In a way, much of India's idiosyncrasies is what makes the country quaint and unique. There is much about India that I hope never changes. But there is a not-so-fine line between "quaint" and "all-out-crazy". Your aunt Gertrude dressing up the cat for Halloween is kind of quaint and kooky. Aunt Gertrude dressing the cat in a onesie and parading it down the block in a stroller is completely crazy. India--you're getting close to cat-in-a-stroller type craziness.

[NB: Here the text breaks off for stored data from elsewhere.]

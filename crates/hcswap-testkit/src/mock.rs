//! Catalog routes on a `mockito` server
//!
//! Paths mirror the real release index:
//! `/<tool>/` for the listing and `/<tool>/<version>/<file>.zip` for artifacts.

use crate::fixtures::listing_html;
use mockito::{Mock, ServerGuard};

/// Serves the listing page for `tool`
pub fn mock_listing(server: &mut ServerGuard, tool: &str, versions: &[&str]) -> Mock {
    server
        .mock("GET", format!("/{tool}/").as_str())
        .with_status(200)
        .with_header("content-type", "text/html")
        .with_body(listing_html(tool, versions))
        .create()
}

/// Serves `body` as the artifact at `/<tool>/<version>/<tool>_<version>_<platform>.zip`
///
/// `platform` is the `<os>_<arch>` suffix, e.g. `linux_amd64`.
pub fn mock_artifact(
    server: &mut ServerGuard,
    tool: &str,
    version: &str,
    platform: &str,
    body: &[u8],
) -> Mock {
    server
        .mock(
            "GET",
            format!("/{tool}/{version}/{tool}_{version}_{platform}.zip").as_str(),
        )
        .with_status(200)
        .with_header("content-type", "application/zip")
        .with_body(body)
        .create()
}

/// Answers `path` with the given status and an empty body
pub fn mock_status(server: &mut ServerGuard, path: &str, status: usize) -> Mock {
    server.mock("GET", path).with_status(status).create()
}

Again, I want to reiterate how much I love India, and how much I love to go back and visit my family, see the natural wonders and the thousands of years of history laid out in our monuments--the reason I complain is because I care about you as a country, and I know we all deserve better. You deserve better than the undercurrent of misogyny that runs through much of the place, the blind religious devotion that can go from absurd to deadly in a matter of minutes. You have history, literature, music, culture that is transcendent and glorious, elegant and uplifting. But we are completely betraying our legacy with our willful ignorance and closed-mindedness. Woman wears a low-cut shirt in Delhi and she's branded a whore. A man marries a dog to atone for his crimes against other dogs and he's labeled a devotee. There is something seriously wrong there. Please stop forcing me to explain my country to other people. I just can't do it.